After reading each line of the entries, give the number of lines that contain "SeqCst" and nothing else.

Data items
=======
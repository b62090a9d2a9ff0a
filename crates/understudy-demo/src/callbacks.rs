//! Functions that take callbacks.

use once_cell::sync::OnceCell;
use understudy_core::Callback;

/// Invokes `callback` only when `condition` holds.
pub fn run_if(condition: bool, callback: &Callback<()>) {
    if condition {
        callback.invoke(());
    }
}

/// Wraps a function so it runs at most once; later calls return the first result.
pub struct Once<R> {
    func: Box<dyn Fn() -> R + Send + Sync>,
    result: OnceCell<R>,
}

impl<R> Once<R> {
    pub fn new<F>(func: F) -> Self
    where
        F: Fn() -> R + Send + Sync + 'static,
    {
        Self {
            func: Box::new(func),
            result: OnceCell::new(),
        }
    }

    pub fn call(&self) -> &R {
        self.result.get_or_init(|| (self.func)())
    }

    pub fn has_run(&self) -> bool {
        self.result.get().is_some()
    }
}

#[cfg(test)]
mod tests {
    use super::*;
    use std::sync::atomic::{AtomicUsize, Ordering};
    use std::sync::Arc;

    #[test]
    fn once_caches_the_first_result() {
        let runs = Arc::new(AtomicUsize::new(0));
        let counter = Arc::clone(&runs);
        let once = Once::new(move || counter.fetch_add(1, Ordering::SeqCst));
        assert!(!once.has_run());
        assert_eq!(*once.call(), 0);
        assert_eq!(*once.call(), 0);
        assert_eq!(runs.load(Ordering::SeqCst), 1);
    }

    #[test]
    fn run_if_respects_condition() {
        let runs = Arc::new(AtomicUsize::new(0));
        let counter = Arc::clone(&runs);
        let callback = Callback::new(move |_| {
            counter.fetch_add(1, Ordering::SeqCst);
        });
        run_if(false, &callback);
        run_if(true, &callback);
        assert_eq!(runs.load(Ordering::SeqCst), 1);
    }
}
=======
### Task result
4